» Aim of the exercise
Every line of the material is to be repeated exactly as it stands.

» Data for the task
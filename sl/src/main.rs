//! SortLine - three-stage cube sorting line
//!
//! CLI entry point for running the line, checking devices and driving the
//! light observers.

use std::fs;
use std::path::Path;
use std::time::Duration;

use clap::Parser;
use colored::Colorize;
use eyre::{Context, Result};
use tracing::{debug, info};

use sortline::cli::{Cli, Command};
use sortline::config::Config;
use sortline::coordinator::{LineState, RunControl};
use sortline::device::{Devices, LightDevices, discover_things, role_report};
use sortline::lights::run_observers;
use sortline::line::{Line, LineReport};
use sortline::sim::SimLine;

fn setup_logging(cli_log_level: Option<&str>, config_log_level: Option<&str>, log_file: Option<&Path>) -> Result<()> {
    // Note: Can't log params here since logging isn't initialized yet
    // Priority: CLI --log-level > config file > default (INFO)
    let level = match cli_log_level.or(config_log_level) {
        Some(s) => match s.to_uppercase().as_str() {
            "TRACE" => tracing::Level::TRACE,
            "DEBUG" => tracing::Level::DEBUG,
            "INFO" => tracing::Level::INFO,
            "WARN" | "WARNING" => tracing::Level::WARN,
            "ERROR" => tracing::Level::ERROR,
            _ => {
                eprintln!("Warning: Unknown log-level '{}', defaulting to INFO", s);
                tracing::Level::INFO
            }
        },
        None => tracing::Level::INFO,
    };
    let filter = tracing_subscriber::EnvFilter::from_default_env().add_directive(level.into());

    match log_file {
        Some(path) => {
            if let Some(dir) = path.parent().filter(|d| !d.as_os_str().is_empty()) {
                fs::create_dir_all(dir).context("Failed to create log directory")?;
            }
            let file = fs::File::create(path).context("Failed to create log file")?;
            tracing_subscriber::fmt()
                .with_writer(file)
                .with_ansi(false)
                .with_env_filter(filter)
                .init();
        }
        None => {
            tracing_subscriber::fmt()
                .with_writer(std::io::stderr)
                .with_env_filter(filter)
                .init();
        }
    }

    info!("Logging initialized (level: {:?})", level);
    Ok(())
}

#[tokio::main]
async fn main() -> Result<()> {
    let cli = Cli::parse();

    // Load log level and file from config early (before full config load)
    let config_log_level = Config::load_log_level(cli.config.as_ref());
    let log_file = Config::load(cli.config.as_ref()).ok().and_then(|c| c.log_file);

    setup_logging(cli.log_level.as_deref(), config_log_level.as_deref(), log_file.as_deref())
        .context("Failed to setup logging")?;

    let config = Config::load(cli.config.as_ref()).context("Failed to load configuration")?;
    config.validate().context("Invalid configuration")?;

    debug!(command = ?cli.command, "main: dispatching command");
    match cli.command {
        Some(Command::Run { simulate, directory }) => {
            debug!(simulate, ?directory, "main: matched Run command");
            cmd_run(config, simulate, directory.as_deref()).await
        }
        Some(Command::Devices { directory }) => {
            debug!(?directory, "main: matched Devices command");
            cmd_devices(&config, directory.as_deref()).await
        }
        Some(Command::Lights { directory }) => {
            debug!(?directory, "main: matched Lights command");
            cmd_lights(&config, directory.as_deref()).await
        }
        Some(Command::Config) => {
            debug!("main: matched Config command");
            cmd_config(&config)
        }
        None => {
            debug!("main: no command, defaulting to simulated run");
            cmd_run(config, true, None).await
        }
    }
}

/// Stop the run on SIGINT or SIGTERM, or when the run stops by itself
async fn watch_signals(run: RunControl) -> Result<()> {
    debug!("watch_signals: called");
    #[cfg(unix)]
    {
        use tokio::signal::unix::{SignalKind, signal};

        let mut sigint = signal(SignalKind::interrupt())?;
        let mut sigterm = signal(SignalKind::terminate())?;

        tokio::select! {
            _ = sigint.recv() => {
                info!("SIGINT received, stopping line");
                run.stop(LineState::Interrupted);
            }
            _ = sigterm.recv() => {
                info!("SIGTERM received, stopping line");
                run.stop(LineState::Interrupted);
            }
            _ = run.stopped() => {
                debug!("watch_signals: run stopped");
            }
        }
    }

    #[cfg(not(unix))]
    {
        tokio::select! {
            result = tokio::signal::ctrl_c() => {
                result?;
                info!("Ctrl-C received, stopping line");
                run.stop(LineState::Interrupted);
            }
            _ = run.stopped() => {
                debug!("watch_signals: run stopped");
            }
        }
    }

    Ok(())
}

async fn cmd_run(config: Config, simulate: bool, directory: Option<&str>) -> Result<()> {
    debug!(simulate, ?directory, "cmd_run: called");
    let sim = simulate.then(|| SimLine::new(&config));
    let things = match &sim {
        Some(sim) => {
            info!("Running against the simulated line");
            sim.things()
        }
        None => discover_things(&config, directory)
            .await
            .context("Device discovery failed")?,
    };
    let devices = Devices::register(&config.devices, things).context("Device registration failed")?;

    let line = Line::new(devices, config);
    let run = line.run_control();
    let signals = tokio::spawn(watch_signals(run.clone()));

    let report = line.run().await?;
    signals.abort();

    print_report(&report);
    if let Some(sim) = &sim {
        println!(
            "Simulated line released {} cube(s), lost {}",
            sim.released().len(),
            sim.lost()
        );
    }
    Ok(())
}

fn print_report(report: &LineReport) {
    println!("Line {}", report.state.to_string().bold());
    for (color, count) in &report.sorted {
        println!("  {:<8} {}", color.to_string(), count);
    }
    for stage in &report.stages {
        let failures = if stage.failures > 0 {
            stage.failures.to_string().yellow()
        } else {
            stage.failures.to_string().normal()
        };
        println!("  {:<8} cycles={} failures={}", stage.stage, stage.cycles, failures);
    }
}

async fn cmd_devices(config: &Config, directory: Option<&str>) -> Result<()> {
    debug!(?directory, "cmd_devices: called");
    let things = discover_things(config, directory)
        .await
        .context("Device discovery failed")?;
    let titles: Vec<String> = things.iter().map(|t| t.title().to_string()).collect();

    for (title, required, found) in role_report(&config.devices, &titles) {
        let mark = if found { "✓".green() } else if required { "✗".red() } else { "-".dimmed() };
        let kind = if required { "required" } else { "optional" };
        println!("{} {:<28} {}", mark, title, kind.dimmed());
    }

    let missing = config.devices.required().iter().filter(|r| !titles.iter().any(|t| t == *r)).count();
    if missing > 0 {
        println!("{}", format!("{} required device(s) missing", missing).red());
    }
    Ok(())
}

async fn cmd_lights(config: &Config, directory: Option<&str>) -> Result<()> {
    debug!(?directory, "cmd_lights: called");
    let things = discover_things(config, directory)
        .await
        .context("Device discovery failed")?;
    let devices = LightDevices::register(&config.devices, things).context("Light registration failed")?;

    let run = RunControl::new();
    let signals = tokio::spawn(watch_signals(run.clone()));
    run_observers(devices, Duration::from_millis(config.lights.poll_ms), run).await?;
    signals.abort();
    Ok(())
}

fn cmd_config(config: &Config) -> Result<()> {
    debug!("cmd_config: called");
    let yaml = serde_yaml::to_string(config).context("Failed to serialize config")?;
    print!("{}", yaml);
    Ok(())
}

» Solved problem
filename sl/src/main.rs
//! SortLine - three-stage cube sorting line
//!
//! CLI entry point for running the line, checking devices and driving the
//! light observers.

use std::fs;
use std::path::Path;
use std::time::Duration;

use clap::Parser;
use colored::Colorize;
use eyre::{Context, Result};
use tracing::{debug, info};

use sortline::cli::{Cli, Command};
use sortline::config::Config;
use sortline::coordinator::{LineState, RunControl};
use sortline::device::{Devices, LightDevices, discover_things, role_report};
use sortline::lights::run_observers;
use sortline::line::{Line, LineReport};
use sortline::sim::SimLine;

fn setup_logging(cli_log_level: Option<&str>, config_log_level: Option<&str>, log_file: Option<&Path>) -> Result<()> {
    // Note: Can't log params here since logging isn't initialized yet
    // Priority: CLI --log-level > config file > default (INFO)
    let level = match cli_log_level.or(config_log_level) {
        Some(s) => match s.to_uppercase().as_str() {
            "TRACE" => tracing::Level::TRACE,
            "DEBUG" => tracing::Level::DEBUG,
            "INFO" => tracing::Level::INFO,
            "WARN" | "WARNING" => tracing::Level::WARN,
            "ERROR" => tracing::Level::ERROR,
            _ => {
                eprintln!("Warning: Unknown log-level '{}', defaulting to INFO", s);
                tracing::Level::INFO
            }
        },
        None => tracing::Level::INFO,
    };
    let filter = tracing_subscriber::EnvFilter::from_default_env().add_directive(level.into());

    match log_file {
        Some(path) => {
            if let Some(dir) = path.parent().filter(|d| !d.as_os_str().is_empty()) {
                fs::create_dir_all(dir).context("Failed to create log directory")?;
            }
            let file = fs::File::create(path).context("Failed to create log file")?;
            tracing_subscriber::fmt()
                .with_writer(file)
                .with_ansi(false)
                .with_env_filter(filter)
                .init();
        }
        None => {
            tracing_subscriber::fmt()
                .with_writer(std::io::stderr)
                .with_env_filter(filter)
                .init();
        }
    }

    info!("Logging initialized (level: {:?})", level);
    Ok(())
}

#[tokio::main]
async fn main() -> Result<()> {
    let cli = Cli::parse();

    // Load log level and file from config early (before full config load)
    let config_log_level = Config::load_log_level(cli.config.as_ref());
    let log_file = Config::load(cli.config.as_ref()).ok().and_then(|c| c.log_file);

    setup_logging(cli.log_level.as_deref(), config_log_level.as_deref(), log_file.as_deref())
        .context("Failed to setup logging")?;

    let config = Config::load(cli.config.as_ref()).context("Failed to load configuration")?;
    config.validate().context("Invalid configuration")?;

    debug!(command = ?cli.command, "main: dispatching command");
    match cli.command {
        Some(Command::Run { simulate, directory }) => {
            debug!(simulate, ?directory, "main: matched Run command");
            cmd_run(config, simulate, directory.as_deref()).await
        }
        Some(Command::Devices { directory }) => {
            debug!(?directory, "main: matched Devices command");
            cmd_devices(&config, directory.as_deref()).await
        }
        Some(Command::Lights { directory }) => {
            debug!(?directory, "main: matched Lights command");
            cmd_lights(&config, directory.as_deref()).await
        }
        Some(Command::Config) => {
            debug!("main: matched Config command");
            cmd_config(&config)
        }
        None => {
            debug!("main: no command, defaulting to simulated run");
            cmd_run(config, true, None).await
        }
    }
}

/// Stop the run on SIGINT or SIGTERM, or when the run stops by itself
async fn watch_signals(run: RunControl) -> Result<()> {
    debug!("watch_signals: called");
    #[cfg(unix)]
    {
        use tokio::signal::unix::{SignalKind, signal};

        let mut sigint = signal(SignalKind::interrupt())?;
        let mut sigterm = signal(SignalKind::terminate())?;

        tokio::select! {
            _ = sigint.recv() => {
                info!("SIGINT received, stopping line");
                run.stop(LineState::Interrupted);
            }
            _ = sigterm.recv() => {
                info!("SIGTERM received, stopping line");
                run.stop(LineState::Interrupted);
            }
            _ = run.stopped() => {
                debug!("watch_signals: run stopped");
            }
        }
    }

    #[cfg(not(unix))]
    {
        tokio::select! {
            result = tokio::signal::ctrl_c() => {
                result?;
                info!("Ctrl-C received, stopping line");
                run.stop(LineState::Interrupted);
            }
            _ = run.stopped() => {
                debug!("watch_signals: run stopped");
            }
        }
    }

    Ok(())
}

async fn cmd_run(config: Config, simulate: bool, directory: Option<&str>) -> Result<()> {
    debug!(simulate, ?directory, "cmd_run: called");
    let sim = simulate.then(|| SimLine::new(&config));
    let things = match &sim {
        Some(sim) => {
            info!("Running against the simulated line");
            sim.things()
        }
        None => discover_things(&config, directory)
            .await
            .context("Device discovery failed")?,
    };
    let devices = Devices::register(&config.devices, things).context("Device registration failed")?;

    let line = Line::new(devices, config);
    let run = line.run_control();
    let signals = tokio::spawn(watch_signals(run.clone()));

    let report = line.run().await?;
    signals.abort();

    print_report(&report);
    if let Some(sim) = &sim {
        println!(
            "Simulated line released {} cube(s), lost {}",
            sim.released().len(),
            sim.lost()
        );
    }
    Ok(())
}

fn print_report(report: &LineReport) {
    println!("Line {}", report.state.to_string().bold());
    for (color, count) in &report.sorted {
        println!("  {:<8} {}", color.to_string(), count);
    }
    for stage in &report.stages {
        let failures = if stage.failures > 0 {
            stage.failures.to_string().yellow()
        } else {
            stage.failures.to_string().normal()
        };
        println!("  {:<8} cycles={} failures={}", stage.stage, stage.cycles, failures);
    }
}

async fn cmd_devices(config: &Config, directory: Option<&str>) -> Result<()> {
    debug!(?directory, "cmd_devices: called");
    let things = discover_things(config, directory)
        .await
        .context("Device discovery failed")?;
    let titles: Vec<String> = things.iter().map(|t| t.title().to_string()).collect();

    for (title, required, found) in role_report(&config.devices, &titles) {
        let mark = if found { "✓".green() } else if required { "✗".red() } else { "-".dimmed() };
        let kind = if required { "required" } else { "optional" };
        println!("{} {:<28} {}", mark, title, kind.dimmed());
    }

    let missing = config.devices.required().iter().filter(|r| !titles.iter().any(|t| t == *r)).count();
    if missing > 0 {
        println!("{}", format!("{} required device(s) missing", missing).red());
    }
    Ok(())
}

async fn cmd_lights(config: &Config, directory: Option<&str>) -> Result<()> {
    debug!(?directory, "cmd_lights: called");
    let things = discover_things(config, directory)
        .await
        .context("Device discovery failed")?;
    let devices = LightDevices::register(&config.devices, things).context("Light registration failed")?;

    let run = RunControl::new();
    let signals = tokio::spawn(watch_signals(run.clone()));
    run_observers(devices, Duration::from_millis(config.lights.poll_ms), run).await?;
    signals.abort();
    Ok(())
}

fn cmd_config(config: &Config) -> Result<()> {
    debug!("cmd_config: called");
    let yaml = serde_yaml::to_string(config).context("Failed to serialize config")?;
    print!("{}", yaml);
    Ok(())
}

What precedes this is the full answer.